Even 147 years after the telephone was invented, rules of phone call etiquette are still evolving, especially for younger users.
I grew up before everyone had cell phones in their pockets. So I’ve seen plenty of changes to phone call etiquette over my lifetime. Recent articles from The Washington Post and from The Guardian point out the latest changes to the rules of the road for those devices we love to hate. Here are a few quick highlights:
Voicemail is dead
The Post’s article points out a few new “rules” that seem to be gaining in popularity.
The first involves voicemail. Specifically, it’s about not using it. The new guidance, at least for younger users, is that voicemail is too old-fashioned to fool with. If you someone doesn’t answer, you don’t wait for the recording to leave a message.
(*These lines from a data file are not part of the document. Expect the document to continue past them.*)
#[tokio::test]
async fn test_refresh_keeps_previous_refresh_token_when_none_returned() {
    let mut state = MockState::default();
    state.token_responses.push_back((
        200,
        json!({ "access_token": "fresh-token", "expires_in": 3600 }).to_string(),
    ));
    let server = MockServer::start(state).await;
    let dir = tempfile::tempdir().unwrap();
    let mut manager = open_session(
        &server.config(dir.path()),
        Some(session("old-token", Some("refresh-1"), NOW + 10)),
        FixedClock::new(NOW),
    )
    .await;

    manager.refresh().await.unwrap();

    let current = manager.session().unwrap();
    assert_eq!(current.access_token, "fresh-token");
    assert_eq!(current.refresh_token.as_deref(), Some("refresh-1"));
}

#[tokio::test]
async fn test_failed_refresh_clears_session() {
    let mut state = MockState::default();
    state
        .token_responses
        .push_back((400, json!({ "error": "invalid_grant" }).to_string()));
    let server = MockServer::start(state).await;
    let dir = tempfile::tempdir().unwrap();
    let mut manager = open_session(
        &server.config(dir.path()),
        Some(session("old-token", Some("revoked"), NOW + 30)),
        FixedClock::new(NOW),
    )
    .await;

    assert!(matches!(
        manager.ensure_token().await,
        Err(Error::Unauthenticated)
    ));
    assert!(manager.session().is_none());
    assert_eq!(manager.state().await.unwrap(), SessionState::NoSession);

    let store = CredentialStore::new(dir.path().to_path_buf());
    assert_eq!(store.load(NOW).await.unwrap(), None);
}

#[tokio::test]
async fn test_expired_token_without_refresh_token_is_unauthenticated() {
    let server = MockServer::start(MockState::default()).await;
    let dir = tempfile::tempdir().unwrap();
    let mut manager = open_session(
        &server.config(dir.path()),
        Some(session("old-token", None, NOW + 10)),
        FixedClock::new(NOW),
    )
    .await;

    assert!(matches!(
        manager.ensure_token().await,
        Err(Error::Unauthenticated)
    ));
    assert!(manager.session().is_none());
    assert!(server.requests().is_empty());
}

#[tokio::test]
async fn test_begin_authorization_stores_pending_and_builds_url() {
    let server = MockServer::start(MockState::default()).await;
    let dir = tempfile::tempdir().unwrap();
    let config = server.config(dir.path());
    let mut manager = open_session(&config, None, FixedClock::new(NOW)).await;

    let request = manager.begin_authorization().await.unwrap();
    assert_eq!(
        manager.state().await.unwrap(),
        SessionState::PendingAuthorization
    );

    let url = Url::parse(&request.url).unwrap();
    let query: HashMap<String, String> = url.query_pairs().into_owned().collect();
    assert_eq!(query["state"], request.state);
    assert_eq!(query["code_challenge_method"], "S256");

    // The challenge in the URL belongs to the stored verifier
    let pending = CredentialStore::new(dir.path().to_path_buf())
        .take_pending()
        .await
        .unwrap()
        .unwrap();
    assert_eq!(pending.state, request.state);
    assert_eq!(pending.code_verifier.len(), 128);
    assert_eq!(
        query["code_challenge"],
        jammming::utils::generate_code_challenge(&pending.code_verifier)
    );

    // Beginning does not produce a token
    assert!(manager.session().is_none());
    assert!(server.requests().is_empty());
}

#[tokio::test]
async fn test_complete_authorization_exchanges_code() {
    let server = MockServer::start(MockState::default()).await;
    let dir = tempfile::tempdir().unwrap();
    let mut manager = open_session(&server.config(dir.path()), None, FixedClock::new(NOW)).await;

    let request = manager.begin_authorization().await.unwrap();
    let token = manager
        .complete_authorization(&params(Some("auth-code"), Some(&request.state), None))
        .await
        .unwrap();

    assert_eq!(token, "fresh-token");
    assert_eq!(manager.state().await.unwrap(), SessionState::Authorized);

    let requests = server.token_requests();
    assert_eq!(requests.len(), 1);
    let body = form(&requests[0].body);
    assert_eq!(body["grant_type"], "authorization_code");
    assert_eq!(body["code"], "auth-code");
    assert_eq!(body["code_verifier"].len(), 128);
    assert_eq!(body["redirect_uri"], "http://127.0.0.1:5173/callback");

    // Session persisted, verifier gone
    let store = CredentialStore::new(dir.path().to_path_buf());
    let stored = store.load(NOW).await.unwrap().unwrap();
    assert_eq!(stored.access_token, "fresh-token");
    assert_eq!(stored.expires_at, NOW + 3600);
    assert!(!store.has_pending().await.unwrap());
}

#[tokio::test]
async fn test_state_mismatch_is_denied_without_exchange() {
    let server = MockServer::start(MockState::default()).await;
    let dir = tempfile::tempdir().unwrap();
    let mut manager = open_session(&server.config(dir.path()), None, FixedClock::new(NOW)).await;

    manager.begin_authorization().await.unwrap();
    let result = manager
        .complete_authorization(&params(Some("auth-code"), Some("forged"), None))
        .await;

    assert!(matches!(result, Err(Error::AuthorizationDenied(_))));
    assert!(server.token_requests().is_empty());
    assert!(manager.session().is_none());

    // The pending authorization was consumed
    let store = CredentialStore::new(dir.path().to_path_buf());
    assert!(!store.has_pending().await.unwrap());
}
In a way, I understand that: with smartphones, you can see who called, so in one respect, voicemails aren’t that critical. At the same time, if someone calls me and I miss their call, if they don’t leave a voicemail, I’ll assume their call wasn’t important. Unless I need to speak with them right away, I won’t call them back.
Don’t call, just text?
Another new “rule” is to shoot someone a text message before a phone call. Rather than calling, which apparently represents taking a “huge” risk that they — Gasp! — might not answer, you should text them. Send a message: “Call me.”
As someone who grew up before voicemail, or specifically answering machines, weren’t that common, I see that younger people seem to hate picking up the phone to actually make a call. Even in the newsroom, I’ll hear a reporter say, “I’ll reach out” to someone about some tip. Invariably, they’ll send an email or a text.
“Did you call?” I ask.
“I sent a text,” they answer.
I pick up the phone. About half the time, the person will actually answer the phone, especially if it’s someone who works in an office or if I call the same cell phone the reporter just texted. When you have them on the phone, you can ask the question and get the answer. You don’t have to wait on them reading a text or email. You don’t have to wonder whether they’ve read it and are just putting off answering it or if they aren’t even in front of a screen to have seen it yet.
Don’t use the speakerphone in public
Just last night in the grocery store, I encountered two women walking down aisle with smartphones in their hand. They had their calls on speaker, meaning I was hearing what the other person said.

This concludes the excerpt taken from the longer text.